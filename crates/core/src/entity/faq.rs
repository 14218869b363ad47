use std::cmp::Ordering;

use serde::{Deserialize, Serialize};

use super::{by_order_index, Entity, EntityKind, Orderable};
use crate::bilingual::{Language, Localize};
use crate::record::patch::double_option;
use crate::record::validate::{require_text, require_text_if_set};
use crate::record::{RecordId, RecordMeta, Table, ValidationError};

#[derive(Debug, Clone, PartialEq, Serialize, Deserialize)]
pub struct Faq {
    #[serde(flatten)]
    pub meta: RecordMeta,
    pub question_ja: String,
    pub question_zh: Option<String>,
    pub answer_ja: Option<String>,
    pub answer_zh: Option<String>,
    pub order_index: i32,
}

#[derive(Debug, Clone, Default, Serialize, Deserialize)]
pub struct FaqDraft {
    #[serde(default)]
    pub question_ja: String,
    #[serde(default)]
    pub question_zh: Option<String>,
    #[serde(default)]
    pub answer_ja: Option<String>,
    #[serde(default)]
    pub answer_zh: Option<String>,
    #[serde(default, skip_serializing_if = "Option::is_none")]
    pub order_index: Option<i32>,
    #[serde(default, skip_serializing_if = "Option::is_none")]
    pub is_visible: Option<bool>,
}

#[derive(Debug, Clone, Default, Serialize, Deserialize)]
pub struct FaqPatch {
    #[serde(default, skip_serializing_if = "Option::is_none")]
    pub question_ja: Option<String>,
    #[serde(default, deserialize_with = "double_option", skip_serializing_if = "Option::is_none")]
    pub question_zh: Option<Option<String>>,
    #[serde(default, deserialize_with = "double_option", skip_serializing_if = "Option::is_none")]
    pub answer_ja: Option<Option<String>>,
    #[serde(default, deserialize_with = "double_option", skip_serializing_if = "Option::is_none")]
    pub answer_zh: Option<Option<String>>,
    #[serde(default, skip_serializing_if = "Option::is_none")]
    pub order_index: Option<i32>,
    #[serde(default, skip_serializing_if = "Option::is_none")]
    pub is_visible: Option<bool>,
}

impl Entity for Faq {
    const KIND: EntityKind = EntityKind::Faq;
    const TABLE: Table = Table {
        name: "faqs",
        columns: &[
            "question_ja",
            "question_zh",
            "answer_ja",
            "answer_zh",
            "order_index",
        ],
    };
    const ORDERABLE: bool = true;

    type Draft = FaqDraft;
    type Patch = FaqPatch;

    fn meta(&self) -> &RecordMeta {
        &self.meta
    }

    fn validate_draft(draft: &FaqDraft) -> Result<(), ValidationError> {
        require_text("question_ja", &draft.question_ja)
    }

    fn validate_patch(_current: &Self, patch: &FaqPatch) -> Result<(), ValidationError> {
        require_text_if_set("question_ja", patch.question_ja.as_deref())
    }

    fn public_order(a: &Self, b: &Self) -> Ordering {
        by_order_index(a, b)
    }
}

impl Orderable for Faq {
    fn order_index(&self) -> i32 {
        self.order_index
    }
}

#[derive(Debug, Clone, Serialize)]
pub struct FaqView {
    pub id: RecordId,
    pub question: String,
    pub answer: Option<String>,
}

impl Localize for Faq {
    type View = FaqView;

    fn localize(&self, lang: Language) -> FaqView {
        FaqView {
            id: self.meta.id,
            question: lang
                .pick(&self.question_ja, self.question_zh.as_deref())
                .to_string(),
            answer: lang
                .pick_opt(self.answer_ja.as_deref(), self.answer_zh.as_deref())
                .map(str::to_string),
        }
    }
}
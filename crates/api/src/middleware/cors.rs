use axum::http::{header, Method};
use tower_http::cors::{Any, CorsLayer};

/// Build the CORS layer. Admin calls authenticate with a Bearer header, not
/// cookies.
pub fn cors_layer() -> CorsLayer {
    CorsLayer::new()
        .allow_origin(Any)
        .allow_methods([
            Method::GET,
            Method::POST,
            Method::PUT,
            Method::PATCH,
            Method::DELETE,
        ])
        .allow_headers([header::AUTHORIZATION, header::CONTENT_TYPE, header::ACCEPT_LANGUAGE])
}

——————

Activity => Word for word, quote the lines from the line containing "filename crates/api/src/middleware/cors.rs" through the end of the material, both included, and nothing else.

Exercise result =>
filename crates/api/src/middleware/cors.rs
use axum::http::{header, Method};
use tower_http::cors::{Any, CorsLayer};

/// Build the CORS layer. Admin calls authenticate with a Bearer header, not
/// cookies.
pub fn cors_layer() -> CorsLayer {
    CorsLayer::new()
        .allow_origin(Any)
        .allow_methods([
            Method::GET,
            Method::POST,
            Method::PUT,
            Method::PATCH,
            Method::DELETE,
        ])
        .allow_headers([header::AUTHORIZATION, header::CONTENT_TYPE, header::ACCEPT_LANGUAGE])
}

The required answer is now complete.